Spelling overviews for the TLA lemmas
Hi, guys! It’s been a long time since our last post. We’re still busy working on a large body of text. But here’s a sign of life from us!
As you know, the TLA has an incredibly rich collection of texts with many hieroglyphic spellings. The first version of the new TLA included almost 700,000 word forms with hieroglyphic spellings. It was not possible to search for these spellings in the TLA. Therefore, we made these spellings accessible via our metasearch engine. The current version has nearly 950,000 word forms annotated with hieroglyphs. At the same time, the TLA has made an overview of spellings per entry available.
The hieroglyphs are encoded in Unicode, and the grammar of each word form is provided. There are also links to the references. Cool, isn’t it? This is the TLA’s first step to making its rich treasures accessible, but, to be honest, it’s only a small one.

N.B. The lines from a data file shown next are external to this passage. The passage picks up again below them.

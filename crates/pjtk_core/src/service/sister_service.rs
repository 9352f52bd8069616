//! Sister-project family use-cases.
//!
//! # Responsibility
//! - Decide which projects may become sisters.
//! - Translate add/remove/form edits into family link and detach calls.
//!
//! # Invariants
//! - Only approved, comparable projects are ever linked.
//! - Candidates never include the project itself or its current sisters.

use super::{ServiceError, ServiceResult};
use crate::model::project::{FamilyId, Project};
use crate::repo::family_repo::{FamilyRepository, SqliteFamilyRepository};
use crate::repo::project_repo::{ProjectRepository, SqliteProjectRepository};
use log::info;
use rusqlite::Connection;
use serde::{Deserialize, Serialize};
use std::collections::BTreeSet;

/// One row of the sister form.
#[derive(Debug, Clone, PartialEq, Eq, Serialize, Deserialize)]
pub struct SisterChoice {
    pub prj_cd: String,
    pub prj_nm: String,
    pub prj_ldr: String,
    pub slug: String,
    /// Already a sister.
    pub checked: bool,
}

impl SisterChoice {
    fn from_project(project: &Project, checked: bool) -> Self {
        Self {
            prj_cd: project.prj_cd.clone(),
            prj_nm: project.prj_nm.clone(),
            prj_ldr: project.prj_ldr.clone(),
            slug: project.slug.clone(),
            checked,
        }
    }
}

pub struct SisterService<P: ProjectRepository, F: FamilyRepository> {
    projects: P,
    families: F,
}

impl<'conn> SisterService<SqliteProjectRepository<'conn>, SqliteFamilyRepository<'conn>> {
    pub fn with_connection(conn: &'conn Connection) -> Self {
        Self::new(
            SqliteProjectRepository::new(conn),
            SqliteFamilyRepository::new(conn),
        )
    }
}

impl<P: ProjectRepository, F: FamilyRepository> SisterService<P, F> {
    pub fn new(projects: P, families: F) -> Self {
        Self { projects, families }
    }

    /// Approved projects comparable to this one and not yet its sisters,
    /// ordered by project code.
    pub fn sister_candidates(&self, slug: &str) -> ServiceResult<Vec<Project>> {
        let project = self.project(slug)?;
        self.candidates_of(&project)
    }

    /// Family members ordered by project code.
    pub fn get_sisters(&self, slug: &str, exclude_self: bool) -> ServiceResult<Vec<Project>> {
        let project = self.project(slug)?;
        let Some(family) = project.family else {
            return Ok(Vec::new());
        };
        let mut members = self.families.family_members(family)?;
        if exclude_self {
            members.retain(|member| member.uuid != project.uuid);
        }
        Ok(members)
    }

    pub fn get_family(&self, slug: &str) -> ServiceResult<Option<FamilyId>> {
        Ok(self.project(slug)?.family)
    }

    pub fn has_sister(&self, slug: &str) -> ServiceResult<bool> {
        Ok(!self.get_sisters(slug, true)?.is_empty())
    }

    /// Links `sister` into the family of `parent`, merging families when
    /// both already have one.
    pub fn add_sister(&self, parent: &str, sister: &str) -> ServiceResult<FamilyId> {
        let parent_project = self.project(parent)?;
        let sister_project = self.project(sister)?;
        let is_candidate = self
            .candidates_of(&parent_project)?
            .iter()
            .any(|candidate| candidate.uuid == sister_project.uuid);
        if !is_candidate {
            return Err(ServiceError::NotASisterCandidate {
                parent: parent_project.prj_cd,
                sister: sister_project.prj_cd,
            });
        }

        let family = self
            .families
            .link(parent_project.uuid, sister_project.uuid)?;
        info!(
            "event=sister_add module=service status=ok parent={} sister={} family={family}",
            parent_project.prj_cd, sister_project.prj_cd
        );
        Ok(family)
    }

    /// Removes `sister` from the family it shares with `parent`. Projects
    /// that are not sisters are left alone.
    pub fn delete_sister(&self, parent: &str, sister: &str) -> ServiceResult<()> {
        let parent_project = self.project(parent)?;
        let sister_project = self.project(sister)?;
        if parent_project.family.is_none() || parent_project.family != sister_project.family {
            return Ok(());
        }
        self.families.detach(sister_project.uuid)?;
        info!(
            "event=sister_delete module=service status=ok parent={} sister={}",
            parent_project.prj_cd, sister_project.prj_cd
        );
        Ok(())
    }

    /// Takes the project out of its family.
    pub fn disown(&self, slug: &str) -> ServiceResult<()> {
        let project = self.project(slug)?;
        self.families.detach(project.uuid)?;
        info!(
            "event=sister_disown module=service status=ok prj_cd={}",
            project.prj_cd
        );
        Ok(())
    }

    /// Applies the sister form: `selected` holds the slugs left checked.
    pub fn update_sisters(&self, parent: &str, selected: &[String]) -> ServiceResult<()> {
        let current: BTreeSet<String> = self
            .get_sisters(parent, true)?
            .into_iter()
            .map(|project| project.slug)
            .collect();
        let wanted: BTreeSet<String> = selected.iter().map(|slug| slug.to_lowercase()).collect();

        if wanted == current {
            return Ok(());
        }
        if wanted.is_empty() {
            return self.disown(parent);
        }
        for slug in wanted.difference(&current) {
            self.add_sister(parent, slug)?;
        }
        for slug in current.difference(&wanted) {
            self.delete_sister(parent, slug)?;
        }
        Ok(())
    }

    /// Current sisters (checked) followed by candidates (unchecked).
    pub fn sister_listing(&self, slug: &str) -> ServiceResult<Vec<SisterChoice>> {
        let project = self.project(slug)?;
        let mut listing: Vec<SisterChoice> = self
            .get_sisters(slug, true)?
            .iter()
            .map(|sister| SisterChoice::from_project(sister, true))
            .collect();
        listing.extend(
            self.candidates_of(&project)?
                .iter()
                .map(|candidate| SisterChoice::from_project(candidate, false)),
        );
        Ok(listing)
    }

    fn candidates_of(&self, project: &Project) -> ServiceResult<Vec<Project>> {
        if !self.families.is_approved(project.uuid)? {
            return Ok(Vec::new());
        }
        let mut candidates = self.families.comparable_projects(project)?;
        if project.family.is_some() {
            candidates.retain(|candidate| candidate.family != project.family);
        }
        Ok(candidates)
    }

    fn project(&self, slug: &str) -> ServiceResult<Project> {
        self.projects
            .get_project(slug)?
            .ok_or_else(|| ServiceError::ProjectNotFound(slug.to_string()))
    }
}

There are several points of criticism that we would like to illustrate using the example of the lemma ꜣḫ “akh spirit” (ID 203).
Sorting
There are many ways to write our example. This raises the question of how the material should be sorted. The TLA has decided to sort it alphabetically according to the Gardiner codes of the hieroglyphs. The corresponding Gardiner codes are G1-G43-Aa1-G25-G25-G25, G25, and G25-A1, resulting in the sequence 𓄿𓅱𓐍𓅜𓅜𓅜𓅜, 𓅜, and 𓅜𓀀. The advantage is that the sorting is clear and comprehensible. However, the disadvantage is that the user can’t easily see how a word is usually spelled because this alphabetical sorting places unusual and high-frequency spellings next to each other. It would be more user-friendly to sort by frequency.
Morphological annotation
The TLA categorizes spelling occurrences based on grammatical annotation. For example, occurrences of 𓅜𓐍 fall into three categories: cases with no grammatical annotation, singular cases, and singular cases of the status pronominalis. However, this distinction seems trivial when it is specifically indicated that spellings with 𓏥 are plural. Of course, inflection influences spelling. Nevertheless, we believe that factors such as the script and date are more influential on spelling than grammatical annotation. Hieroglyphic monumental inscriptions and hieratic papyri often have different spellings for the same word, as one quickly realizes when reading Egyptian texts. The date of a text has an immense influence on its spelling. In our example, the hieroglyph 𓇶 was only used from the Late Period onwards. Sorting the spellings by chronological location reveals this information quickly. Unfortunately, the current TLA sorting does not reveal this information.
Non-unique list entries
In our example, there are so many spellings that it is difficult to keep track of them all. The TLA exacerbates this issue by duplicating some entries. For example, 𓅜𓐍𓏲𓀼𓏥 and 𓅜𓐍𓏲𓀽𓏥 appear twice; there are two identical spellings of each.
Furthermore, our recommendations for encoding Egyptian hieroglyphs in Unicode are not taken into account. This has the major disadvantage that https://thesaurus-linguae-aegyptiae.de/sentence/token/IBUBd11L0EWD1Eynjk2PVHcxAws is not listed with the other occurrences for 𓅜𓐍𓀭𓏥, simply because the phonogram 𓅜 has a paleographic variation that cannot be located at the sign variance level.
Quantity of Occurrences:
If a spelling has more than 11 occurrences, only 11 occurrences are linked. Therefore, the TLA does not allow for the examination of high-frequency spellings.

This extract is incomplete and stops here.